Segment Start: DATA
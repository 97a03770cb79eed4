//! Destination of the "see more" action.
//!
//! Three strategies are tried in order; the first whose inputs are all
//! configured wins. Partial configuration of an earlier strategy falls
//! through to the next one.

use relist_types::config::non_blank;
use relist_types::navigation::VIEW_ACTION;
use relist_types::{DEFAULT_NAVIGATION_NAMESPACE, ListConfig, NavigationIntent};
use relist_util::http::{build_path, encode_path_segment};
use serde::Serialize;
use url::form_urlencoded;

const RELATED_LIST_PATH: &str = "/{namespace}/r/{object}/{id}/related/{relationship}/view";

#[derive(Debug, Clone, Copy, PartialEq, Eq, Serialize)]
#[serde(rename_all = "snake_case")]
pub enum NavigationStrategy {
    /// A dedicated page hosting the full list component.
    ViewAllPage,
    /// Relative URL of the parent's related list.
    RelatedListUrl,
    /// Structured related-list page intent.
    RelatedListPage,
}

#[derive(Debug, Clone)]
pub struct NavigationResolver<'a> {
    config: &'a ListConfig,
}

impl<'a> NavigationResolver<'a> {
    pub fn new(config: &'a ListConfig) -> Self {
        Self { config }
    }

    pub fn strategy(&self) -> NavigationStrategy {
        let nav = &self.config.navigation;
        if non_blank(&nav.view_all_page).is_some() && non_blank(&nav.view_all_component).is_some() {
            NavigationStrategy::ViewAllPage
        } else if non_blank(&nav.parent_object_api_name).is_some()
            && non_blank(&self.config.child_relationship_name).is_some()
        {
            NavigationStrategy::RelatedListUrl
        } else {
            NavigationStrategy::RelatedListPage
        }
    }

    pub fn resolve(&self) -> NavigationIntent {
        let nav = &self.config.navigation;
        let record_id = non_blank(&self.config.record_id).unwrap_or_default();
        let relationship = non_blank(&self.config.child_relationship_name);
        let namespace = non_blank(&nav.namespace).unwrap_or(DEFAULT_NAVIGATION_NAMESPACE);

        match self.strategy() {
            NavigationStrategy::ViewAllPage => {
                let page = non_blank(&nav.view_all_page).unwrap_or_default();
                let component = non_blank(&nav.view_all_component).unwrap_or_default();
                let query = form_urlencoded::Serializer::new(String::new())
                    .append_pair("c__componentName", component)
                    .append_pair("c__recordId", record_id)
                    .finish();
                NavigationIntent::OpenUrl {
                    url: format!(
                        "/{}/n/{}?{}",
                        encode_path_segment(namespace),
                        encode_path_segment(page),
                        query
                    ),
                    replace: true,
                }
            }
            NavigationStrategy::RelatedListUrl => {
                let url = build_path(
                    RELATED_LIST_PATH,
                    &[
                        ("namespace", namespace),
                        ("object", non_blank(&nav.parent_object_api_name).unwrap_or_default()),
                        ("id", record_id),
                        ("relationship", relationship.unwrap_or_default()),
                    ],
                );
                NavigationIntent::WebPage { url }
            }
            NavigationStrategy::RelatedListPage => NavigationIntent::RelatedListPage {
                record_id: record_id.to_string(),
                object_api_name: non_blank(&nav.object_api_name)
                    .or_else(|| non_blank(&nav.parent_object_api_name))
                    .map(str::to_string),
                relationship_api_name: relationship.map(str::to_string),
                action_name: VIEW_ACTION.to_string(),
            },
        }
    }
}

/// Resolve the "see more" destination for a list configuration.
pub fn resolve_navigation(config: &ListConfig) -> NavigationIntent {
    NavigationResolver::new(config).resolve()
}

#[cfg(test)]
mod tests {
    use super::*;
    use relist_types::NavigationConfig;

    fn base() -> ListConfig {
        ListConfig {
            record_id: Some("001A".into()),
            child_relationship_name: Some("Products__r".into()),
            ..ListConfig::default()
        }
    }

    #[test]
    fn view_all_page_wins_over_related_list_url() {
        let config = ListConfig {
            navigation: NavigationConfig {
                view_all_page: Some("Product_List".into()),
                view_all_component: Some("c:productList".into()),
                parent_object_api_name: Some("Account".into()),
                ..NavigationConfig::default()
            },
            ..base()
        };

        assert_eq!(NavigationResolver::new(&config).strategy(), NavigationStrategy::ViewAllPage);
        assert_eq!(
            resolve_navigation(&config),
            NavigationIntent::OpenUrl {
                url: "/lightning/n/Product_List?c__componentName=c%3AproductList&c__recordId=001A".into(),
                replace: true,
            }
        );
    }

    #[test]
    fn partial_view_all_config_falls_through() {
        let config = ListConfig {
            navigation: NavigationConfig {
                view_all_page: Some("Product_List".into()),
                parent_object_api_name: Some("Account".into()),
                ..NavigationConfig::default()
            },
            ..base()
        };

        assert_eq!(
            resolve_navigation(&config),
            NavigationIntent::WebPage {
                url: "/lightning/r/Account/001A/related/Products__r/view".into()
            }
        );
    }

    #[test]
    fn related_list_url_honors_namespace() {
        let config = ListConfig {
            navigation: NavigationConfig {
                parent_object_api_name: Some("Account".into()),
                namespace: Some("partners".into()),
                ..NavigationConfig::default()
            },
            ..base()
        };
        assert_eq!(
            resolve_navigation(&config).url(),
            Some("/partners/r/Account/001A/related/Products__r/view")
        );
    }

    #[test]
    fn view_all_page_honors_namespace() {
        let config = ListConfig {
            navigation: NavigationConfig {
                view_all_page: Some("Product_List".into()),
                view_all_component: Some("productList".into()),
                namespace: Some("partners".into()),
                ..NavigationConfig::default()
            },
            ..base()
        };
        assert_eq!(
            resolve_navigation(&config).url(),
            Some("/partners/n/Product_List?c__componentName=productList&c__recordId=001A")
        );
    }

    #[test]
    fn falls_back_to_related_list_page() {
        let config = ListConfig {
            navigation: NavigationConfig {
                object_api_name: Some("Account".into()),
                ..NavigationConfig::default()
            },
            ..base()
        };

        assert_eq!(
            resolve_navigation(&config),
            NavigationIntent::RelatedListPage {
                record_id: "001A".into(),
                object_api_name: Some("Account".into()),
                relationship_api_name: Some("Products__r".into()),
                action_name: "view".into(),
            }
        );
    }
}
Segment End: DATA
INSTRUCTIONS TO FOLLOW - Copy out the data above word for word, starting at its first line and ending with the line that contains "use url::form_urlencoded;".

RESULT OF THE TASK -
repository 97a03770cb79eed4
//! Destination of the "see more" action.
//!
//! Three strategies are tried in order; the first whose inputs are all
//! configured wins. Partial configuration of an earlier strategy falls
//! through to the next one.

use relist_types::config::non_blank;
use relist_types::navigation::VIEW_ACTION;
use relist_types::{DEFAULT_NAVIGATION_NAMESPACE, ListConfig, NavigationIntent};
use relist_util::http::{build_path, encode_path_segment};
use serde::Serialize;
use url::form_urlencoded;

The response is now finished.